Fare come e perchè

Fare come e perchè

di Maurizio Tiriticco

Antonio Fundarò in un articolo dal titolo “Didattica a distanza, come rimodulare la progettazione delle attività didattiche”, pubblicato recentemente da edscuola.it, commentando la CM del MI del 17 marzo 2020, avente per oggetto “emergenza sanitaria da nuovo Coronavirus”, afferma tra l’altro quanto segue: “La didattica a distanza, molto più di quella in presenza a scuola, implica un coinvolgimento attivo individuale importante, sul quale i docenti non hanno possibilità di intervenire se non riprogettando e riadattando competenze, abilità e conoscenze anche se, per lo più, le competenze dovrebbero rimanere invariate mentre le abilità e le conoscenze potrebbero essere diverse. Si ricorda, infatti, che al dovere della scuola di attivare le modalità di didattica a distanza, modificando, talvolta profondamente la progettazione approvata ad inizio anno, corrisponde il dovere di partecipazione per gli studenti che sarà tanto maggiore quanto più adeguato sarà la rimodulata azione educativa-formativa”.

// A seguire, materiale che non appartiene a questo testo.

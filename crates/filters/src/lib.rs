#![deny(unsafe_code)]
#![deny(missing_docs)]
#![deny(rustdoc::broken_intra_doc_links)]

//! # Overview
//!
//! `filters` provides ordered exclude/negate pattern evaluation for the
//! `recopy` workspace. The implementation reproduces the ignore-file grammar
//! that governs which files survive a collection walk: one glob pattern per
//! line, `#` comments, a `!` prefix for negations, a trailing `/` for
//! directory-only rules, and `*`/`**`/`?`/`[...]` wildcards with the glob
//! semantics exposed by [`globset`]. Rules are evaluated sequentially with the
//! last matching rule determining whether a path is excluded.
//!
//! # Design
//!
//! - [`IgnoreRule`] captures the user-supplied action (`Exclude`/`Negate`) and
//!   pattern text. The rule itself is lightweight; heavy lifting happens when
//!   a [`RuleSet`] is constructed.
//! - [`RuleSet`] owns the compiled representation of each rule together with
//!   the directory scope the rule was declared in. A child directory's
//!   effective set is produced by [`RuleSet::extended`], which appends the
//!   child's local rules to the parent's without mutating the parent. Sets are
//!   cheaply cloneable (the inner state is behind an `Arc`), so a traversal
//!   can hand immutable values down its call stack.
//! - Matching occurs against paths relative to the walk root using native
//!   [`std::path::Path`] semantics so callers can operate directly on
//!   `std::path::PathBuf` instances without additional conversions.
//!
//! # Invariants
//!
//! - Rules are applied in declaration order: parent rules first, then local
//!   rules, each group in the order it was read. The last matching rule wins
//!   and paths matching no rule are included.
//! - A trailing `/` marks a directory-only rule. The directory itself must
//!   match the rule to trigger exclusion; descendants are excluded
//!   automatically.
//! - A pattern containing a `/` is anchored to its declaration directory.
//!   Patterns without a separator match the basename at any depth beneath
//!   that directory.
//! - A rule only applies to paths inside the directory it was declared in.
//!
//! # Errors
//!
//! Compiling a rule reports [`PatternError`] when the pattern expands to an
//! invalid glob expression. The error includes the offending pattern and the
//! underlying [`globset::Error`] for debugging. [`RuleSet::extended`] drops
//! such rules and returns them as diagnostics instead of failing, matching
//! the contract that a malformed ignore line never aborts a walk. Reading an
//! ignore file reports [`IgnoreFileError`] on I/O failure.
//!
//! # Examples
//!
//! Build a rule set that excludes log files while re-including one of them:
//!
//! ```
//! use filters::{IgnoreRule, RuleSet};
//! use std::path::Path;
//!
//! let rules = [
//!     IgnoreRule::exclude("*.log"),
//!     IgnoreRule::negate("keep.log"),
//! ];
//! let set = RuleSet::from_rules(rules).expect("rules compile");
//!
//! assert!(set.is_excluded(Path::new("build.log"), false));
//! assert!(set.is_excluded(Path::new("sub/build.log"), false));
//! assert!(!set.is_excluded(Path::new("sub/keep.log"), false));
//! assert!(!set.is_excluded(Path::new("notes.txt"), false));
//! ```
//!
//! # See also
//!
//! - The `walk` crate, which resolves one [`RuleSet`] per directory during
//!   traversal and prunes excluded directories.
//! - [`globset`] for the glob matching primitives used internally.

mod action;
mod compiled;
mod error;
pub mod merge;
mod rule;
mod set;

pub use action::RuleAction;
pub use error::PatternError;
pub use merge::{IGNORE_FILE_NAME, IgnoreFileError, parse_rules, read_rules};
pub use rule::IgnoreRule;
pub use set::RuleSet;
//! Tests for the command-line surface, run against in-memory buffers.

use std::fs;

fn run(args: &[&str]) -> (i32, String, String) {
    let mut stdout = Vec::new();
    let mut stderr = Vec::new();
    let code = cli::run(args.iter().copied(), &mut stdout, &mut stderr);
    (
        code,
        String::from_utf8(stdout).expect("stdout utf8"),
        String::from_utf8(stderr).expect("stderr utf8"),
    )
}

#[test]
fn help_prints_usage_without_walking() {
    let (code, stdout, stderr) = run(&["recopy", "--help"]);
    assert_eq!(code, cli::EXIT_OK);
    assert!(stdout.contains("Usage"));
    assert!(stdout.contains("--no-clipboard"));
    assert!(stderr.is_empty());
}

#[test]
fn version_prints_and_exits() {
    let (code, stdout, stderr) = run(&["recopy", "--version"]);
    assert_eq!(code, cli::EXIT_OK);
    assert!(stdout.contains(env!("CARGO_PKG_VERSION")));
    assert!(stderr.is_empty());
}

#[test]
fn unknown_flag_is_an_argument_error() {
    let (code, _stdout, stderr) = run(&["recopy", "--bogus"]);
    assert_eq!(code, cli::EXIT_FAILURE);
    assert!(!stderr.is_empty());
}

#[test]
fn missing_root_is_a_fatal_error() {
    let (code, stdout, stderr) = run(&["recopy", "--no-clipboard", "/no/such/directory"]);
    assert_eq!(code, cli::EXIT_FAILURE);
    assert!(stdout.is_empty());
    assert!(stderr.contains("does not exist"));
}

#[test]
fn no_clipboard_prints_report_to_stdout() {
    let temp = tempfile::tempdir().expect("tempdir");
    fs::write(temp.path().join("a.txt"), "alpha\n").expect("write");
    fs::write(temp.path().join("b.txt"), "beta\n").expect("write");

    let (code, stdout, stderr) = run(&[
        "recopy",
        "--no-clipboard",
        temp.path().to_str().expect("utf8 path"),
    ]);
    assert_eq!(code, cli::EXIT_OK);
    assert_eq!(
        stdout,
        "filepath: a.txt\nalpha\n\nfilepath: b.txt\nbeta\n\n"
    );
    assert!(stderr.is_empty());
}

#[test]
fn skipped_entries_are_summarised_after_delivery() {
    let temp = tempfile::tempdir().expect("tempdir");
    fs::write(temp.path().join("blob.bin"), b"a\x00b").expect("write");
    fs::write(temp.path().join("kept.txt"), "text\n").expect("write");

    let (code, stdout, stderr) = run(&[
        "recopy",
        "--no-clipboard",
        temp.path().to_str().expect("utf8 path"),
    ]);
    assert_eq!(code, cli::EXIT_OK);
    assert!(stdout.starts_with("filepath: kept.txt\n"));
    assert!(stderr.contains("skipped 1 entries"));
    assert!(stderr.contains("blob.bin"));
}

#[test]
fn stats_flag_prints_category_totals() {
    let temp = tempfile::tempdir().expect("tempdir");
    fs::write(temp.path().join("blob.bin"), b"a\x00b").expect("write");
    fs::write(temp.path().join("kept.txt"), "text\n").expect("write");

    let (code, _stdout, stderr) = run(&[
        "recopy",
        "--no-clipboard",
        "--stats",
        temp.path().to_str().expect("utf8 path"),
    ]);
    assert_eq!(code, cli::EXIT_OK);
    assert!(stderr.contains("files collected: 1"));
    assert!(stderr.contains("entries skipped: 1"));
    assert!(stderr.contains("binary: 1"));
}

#[test]
fn ignore_file_flag_selects_rule_file() {
    let temp = tempfile::tempdir().expect("tempdir");
    fs::write(temp.path().join(".customignore"), "*.log\n").expect("write");
    fs::write(temp.path().join("run.log"), "log\n").expect("write");
    fs::write(temp.path().join("kept.txt"), "text\n").expect("write");

    let (code, stdout, _stderr) = run(&[
        "recopy",
        "--no-clipboard",
        "--ignore-file",
        ".customignore",
        temp.path().to_str().expect("utf8 path"),
    ]);
    assert_eq!(code, cli::EXIT_OK);
    assert!(stdout.contains("filepath: kept.txt"));
    assert!(!stdout.contains("run.log"));
}

#[test]
fn skip_empty_flag_drops_blank_files() {
    let temp = tempfile::tempdir().expect("tempdir");
    fs::write(temp.path().join("blank.txt"), "  \n").expect("write");
    fs::write(temp.path().join("kept.txt"), "text\n").expect("write");

    let (code, stdout, _stderr) = run(&[
        "recopy",
        "--no-clipboard",
        "--skip-empty",
        temp.path().to_str().expect("utf8 path"),
    ]);
    assert_eq!(code, cli::EXIT_OK);
    assert!(stdout.contains("filepath: kept.txt"));
    assert!(!stdout.contains("blank.txt"));
}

Non so quale vantaggio tragga il lettore insegnante da queste considerazioni. L’attività didattica – sia in presenza che a distanza – va sempre e comunque progettata. Mi piace ricordare il primo avvio della “progettazione educativa e didattica”, di cui al dm 9 febbraio 1979 relativo alle attività didattiche della scuola media. Ed è anche opportuno, quando sia il caso, riprogettarla: ad esempio, nel caso in cui dati obiettivi (ovvero le performance richieste ad ogni singolo alunno) si dimostrino troppo ambiziosi. Mi chiedo però che cosa significa affermare che “le competenze dovrebbero rimanere invariate mentre le abilità e le conoscenze potrebbero essere diverse”. In realtà, in un’operazione finalizzata – semplice o complessa che sia – si realizza sempre uno stretto rapporto in crescendo – potremmo dire – che lega e sviluppa conoscenze, abilità e competenze. Un esempio banale: l’alunno “sa contare” (conoscenza), quindi è capace di acquistare un quotidiano (abilità). Poi, chiamato a svolgere una ricerca sul covid19, ovviamente eseguirà operazioni complesse e competenti, fondate  sulla ricerca delle fonti opportune.

In altri termini, un’azione competente è un insieme di attività strettamente connesse e a volte complesse, mirate ad un preciso scopo. Quando faccio la spesa al supermercato, si intrecciano tra loro molte operazioni: quali prodotti acquistare e perché; quali sono le disponibilità di danaro; quanti sono i membri della famiglia; quanto tempo dovranno durare; e mille altre variabili che non sto a dire. Sono esempi banali, lo so! Ma esistono attività lavorative professionali che richiedono progettazioni molto attente: il piastrellista, l’architetto, il medico, l’insegnante e tanti altri lavoratori devono conoscere bene il da farsi al fine di raggiungere un dato obiettivo, e devono valutare opportunamente tempi, modi, costi, eventuali difficoltà ed imprevisti. Pertanto CONOSCONO il da farsi, sono ABILI nel fare, COMPETENTI nel raggiungere l’obiettivo.

Ritorno alla citata considerazione di Fundarò: “le competenze dovrebbero rimanere invariate mentre le abilità e le conoscenze potrebbero essere diverse”. Non ne capisco il senso. In realtà, ciascuna operazione finalizzata si intenda compiere, il rapporto che corre tra il conoscere, il fare (abilità) e il realizzare (competenza) un dato obiettivo atteso è molto stretto. In effetti, anche andare in pizzeria con gli amici richiede operazioni organizzative! Che, ovviamente, non sono quelle che attendono alla costruzione di un ponte! Ma alla gestione di una qualsiasi attività didattica, sì!